Please give back, word for word, each line from the start of the entries through the one in which "pub mod codes" is found.

### Source data
+--

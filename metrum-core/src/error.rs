//! Unit errors
//!
//! Every failure in parsing, algebra, or conversion is a `UnitError`.
//! Callers match on the variant; nothing is retried internally.

use crate::Dimension;
use thiserror::Error;

/// Standard error codes (machine-readable)
pub mod codes {
    pub const SYNTAX_ERROR: &str = "SYNTAX_ERROR";
    pub const NO_SUCH_UNIT: &str = "NO_SUCH_UNIT";
    pub const NON_MULTIPLICABLE: &str = "NON_MULTIPLICABLE";
    pub const INCOMPATIBLE: &str = "INCOMPATIBLE_UNITS";
    pub const INVALID_SCALE: &str = "INVALID_SCALE";
    pub const INVALID_ROOT: &str = "INVALID_ROOT";
    pub const EXPONENT_OVERFLOW: &str = "EXPONENT_OVERFLOW";
}

pub type Result<T> = std::result::Result<T, UnitError>;

#[derive(Debug, Clone, PartialEq, Error)]
pub enum UnitError {
    /// Malformed unit specification
    #[error("syntax error at byte {position}: expected {expected}")]
    Syntax { position: usize, expected: String },

    /// A name or symbol that no database entry, prefix, or exponent suffix resolves
    #[error("no such unit: '{token}'")]
    NoSuchUnit { token: String },

    /// Multiplicative algebra attempted on a unit with an offset
    #[error("cannot {operation} offset unit '{unit}'")]
    NonMultiplicable { unit: String, operation: &'static str },

    #[error("cannot convert {from} ({from_dim}) to {to} ({to_dim}): incompatible dimensions")]
    Incompatible {
        from: String,
        to: String,
        from_dim: Dimension,
        to_dim: Dimension,
    },

    /// Scale factor or offset that is zero, infinite, or NaN
    #[error("invalid scale amount: {value}")]
    InvalidScale { value: f64 },

    #[error("cannot take root {root} of unit '{unit}'")]
    InvalidRoot { unit: String, root: i32 },

    /// A dimension exponent outside the i32 range
    #[error("cannot {operation} '{unit}': dimension exponent out of range")]
    ExponentOverflow { unit: String, operation: &'static str },
}

impl UnitError {
    pub fn syntax(position: usize, expected: impl Into<String>) -> Self {
        UnitError::Syntax { position, expected: expected.into() }
    }

    pub fn no_such_unit(token: impl Into<String>) -> Self {
        UnitError::NoSuchUnit { token: token.into() }
    }

    /// Machine-readable error code
    pub fn code(&self) -> &'static str {
        match self {
            UnitError::Syntax { .. } => codes::SYNTAX_ERROR,
            UnitError::NoSuchUnit { .. } => codes::NO_SUCH_UNIT,
            UnitError::NonMultiplicable { .. } => codes::NON_MULTIPLICABLE,
            UnitError::Incompatible { .. } => codes::INCOMPATIBLE,
            UnitError::InvalidScale { .. } => codes::INVALID_SCALE,
            UnitError::InvalidRoot { .. } => codes::INVALID_ROOT,
            UnitError::ExponentOverflow { .. } => codes::EXPONENT_OVERFLOW,
        }
    }

    /// True for failures that can only come out of parsing a specification
    pub fn is_parse_error(&self) -> bool {
        matches!(self, UnitError::Syntax { .. } | UnitError::NoSuchUnit { .. })
    }
}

+--

### Finished task
filename metrum-core/src/error.rs
//! Unit errors
//!
//! Every failure in parsing, algebra, or conversion is a `UnitError`.
//! Callers match on the variant; nothing is retried internally.

use crate::Dimension;
use thiserror::Error;

/// Standard error codes (machine-readable)
pub mod codes {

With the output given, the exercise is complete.